» What to work on
Nothing but the lines from the one containing "bookmark association row." to the end of the records below should be output, each exactly as written.
-=-=-
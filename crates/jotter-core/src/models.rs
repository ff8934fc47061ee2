//! Core data models for jotter.

use chrono::{DateTime, Utc};
use serde::{Deserialize, Serialize};
use std::fmt;
use uuid::Uuid;

// =============================================================================
// USER TYPES
// =============================================================================

/// A stored user account, including its password hash.
///
/// Never serialized directly; use [`UserProfile`] or [`SessionUser`] for
/// anything that leaves the server.
#[derive(Clone, sqlx::FromRow)]
pub struct User {
    pub id: Uuid,
    pub first_name: String,
    pub last_name: String,
    pub username: String,
    pub email_address: String,
    pub password_hash: String,
    pub avatar: String,
    pub date_joined: DateTime<Utc>,
    pub last_update: DateTime<Utc>,
    pub is_deleted: bool,
}

impl fmt::Debug for User {
    fn fmt(&self, f: &mut fmt::Formatter<'_>) -> fmt::Result {
        f.debug_struct("User")
            .field("id", &self.id)
            .field("username", &self.username)
            .field("email_address", &self.email_address)
            .field("password_hash", &"[REDACTED]")
            .field("is_deleted", &self.is_deleted)
            .finish()
    }
}

/// Fields required to create a user. The password is already hashed.
#[derive(Clone)]
pub struct NewUser {
    pub first_name: String,
    pub last_name: String,
    pub username: String,
    pub email_address: String,
    pub password_hash: String,
    pub avatar: String,
}

/// Profile fields a user may change. `None` leaves the stored value alone.
#[derive(Debug, Clone, Default, PartialEq, Eq)]
pub struct ProfilePatch {
    pub first_name: Option<String>,
    pub last_name: Option<String>,
    pub username: Option<String>,
    pub email_address: Option<String>,
    pub avatar: Option<String>,
}

impl ProfilePatch {
    /// True when no field is set.
    pub fn is_empty(&self) -> bool {
        self.first_name.is_none()
            && self.last_name.is_none()
            && self.username.is_none()
            && self.email_address.is_none()
            && self.avatar.is_none()
    }
}

/// Public profile projection returned by `GET /users`.
#[derive(Debug, Clone, Serialize, Deserialize, PartialEq)]
#[serde(rename_all = "camelCase")]
pub struct UserProfile {
    pub first_name: String,
    pub last_name: String,
    pub username: String,
    pub email_address: String,
    pub date_joined: DateTime<Utc>,
    pub last_update: DateTime<Utc>,
    pub avatar: String,
}

impl From<&User> for UserProfile {
    fn from(user: &User) -> Self {
        Self {
            first_name: user.first_name.clone(),
            last_name: user.last_name.clone(),
            username: user.username.clone(),
            email_address: user.email_address.clone(),
            date_joined: user.date_joined,
            last_update: user.last_update,
            avatar: user.avatar.clone(),
        }
    }
}

/// Identity carried inside a session token and returned on login.
#[derive(Debug, Clone, Serialize, Deserialize, PartialEq, Eq)]
#[serde(rename_all = "camelCase")]
pub struct SessionUser {
    pub id: Uuid,
    pub first_name: String,
    pub last_name: String,
    pub username: String,
    pub email_address: String,
    pub avatar: String,
}

impl From<&User> for SessionUser {
    fn from(user: &User) -> Self {
        Self {
            id: user.id,
            first_name: user.first_name.clone(),
            last_name: user.last_name.clone(),
            username: user.username.clone(),
            email_address: user.email_address.clone(),
            avatar: user.avatar.clone(),
        }
    }
}

// =============================================================================
// NOTE TYPES
// =============================================================================

/// Lifecycle state of a note. Purged notes no longer exist.
#[derive(Debug, Clone, Copy, PartialEq, Eq, Hash)]
pub enum NoteState {
    Active,
    Trashed,
}

impl NoteState {
    /// Value of the `is_deleted` column for this state.
    pub fn is_deleted(self) -> bool {
        matches!(self, NoteState::Trashed)
    }

    pub fn from_deleted(is_deleted: bool) -> Self {
        if is_deleted {
            NoteState::Trashed
        } else {
            NoteState::Active
        }
    }
}

/// A stored note ("entry").
#[derive(Debug, Clone, PartialEq, Serialize, Deserialize, sqlx::FromRow)]
#[serde(rename_all = "camelCase")]
pub struct Note {
    pub id: Uuid,
    pub entry_title: String,
    pub synopsis: Option<String>,
    pub content: String,
    #[serde(rename = "userId")]
    #[sqlx(rename = "user_id")]
    pub owner_id: Uuid,
    pub created_at: DateTime<Utc>,
    pub last_updated: DateTime<Utc>,
    pub is_deleted: bool,
}

impl Note {
    pub fn state(&self) -> NoteState {
        NoteState::from_deleted(self.is_deleted)
    }
}

/// Fields required to create a note.
#[derive(Debug, Clone)]
pub struct NewNote {
    pub owner_id: Uuid,
    pub entry_title: String,
    pub synopsis: Option<String>,
    pub content: String,
}

/// Partial note update. Only fields that are `Some` are written; `None`
/// keeps the stored value.
#[derive(Debug, Clone, Default, PartialEq, Eq)]
pub struct NotePatch {
    pub entry_title: Option<String>,
    pub synopsis: Option<String>,
    pub content: Option<String>,
}

impl NotePatch {
    pub fn is_empty(&self) -> bool {
        self.entry_title.is_none() && self.synopsis.is_none() && self.content.is_none()
    }

    /// Apply this patch to a note in place.
    pub fn apply(&self, note: &mut Note) {
        if let Some(title) = &self.entry_title {
            note.entry_title = title.clone();
        }
        if let Some(synopsis) = &self.synopsis {
            note.synopsis = Some(synopsis.clone());
        }
        if let Some(content) = &self.content {
            note.content = content.clone();
        }
    }
}

/// A note as seen by a particular caller: author name plus the caller's own
/// pin and bookmark status.
#[derive(Debug, Clone, PartialEq, Serialize, Deserialize, sqlx::FromRow)]
#[serde(rename_all = "camelCase")]
pub struct NoteView {
    pub id: Uuid,
    pub entry_title: String,
    pub synopsis: Option<String>,
    pub content: String,
    pub user_id: Uuid,
    pub author_first_name: String,
    pub author_last_name: String,
    pub created_at: DateTime<Utc>,
    pub updated_at: DateTime<Utc>,
    pub pinned: bool,
    pub bookmarked: bool,
}

// =============================================================================
// RELATION TYPES
// =============================================================================

/// The two per-user note relations. Both follow identical toggle semantics
/// against independent stores.
#[derive(Debug, Clone, Copy, PartialEq, Eq, Hash)]
pub enum RelationKind {
    Pin,
    Bookmark,
}

impl RelationKind {
    /// Backing table for this relation.
    pub fn table(self) -> &'static str {
        match self {
            RelationKind::Pin => "entry_pin",
            RelationKind::Bookmark => "entry_bookmark",
        }
    }

    /// Field name used in toggle responses.
    pub fn field(self) -> &'static str {
        match self {
            RelationKind::Pin => "pinned",
            RelationKind::Bookmark => "bookmarked",
        }
    }

    /// User-facing message describing the state a toggle just produced.
    pub fn toggle_message(self, now_on: bool) -> &'static str {
        match (self, now_on) {
            (RelationKind::Pin, true) => "Note pinned successfully",
            (RelationKind::Pin, false) => "Note unpinned successfully",
            (RelationKind::Bookmark, true) => "Note bookmarked successfully",
            (RelationKind::Bookmark, false) => "Bookmark removed successfully",
        }
    }
}

impl fmt::Display for RelationKind {
    fn fmt(&self, f: &mut fmt::Formatter<'_>) -> fmt::Result {
        match self {
            RelationKind::Pin => write!(f, "pin"),
            RelationKind::Bookmark => write!(f, "bookmark"),
        }
    }
}

/// One pin or bookmark association row.
#[derive(Debug, Clone, PartialEq, Eq, sqlx::FromRow)]
pub struct RelationRecord {
    pub id: Uuid,
    pub user_id: Uuid,
    #[sqlx(rename = "entry_id")]
    pub note_id: Uuid,
    pub created_at: DateTime<Utc>,
}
-=-=-
» Exercise answer
/// One pin or bookmark association row.
#[derive(Debug, Clone, PartialEq, Eq, sqlx::FromRow)]
pub struct RelationRecord {
    pub id: Uuid,
    pub user_id: Uuid,
    #[sqlx(rename = "entry_id")]
    pub note_id: Uuid,
    pub created_at: DateTime<Utc>,
}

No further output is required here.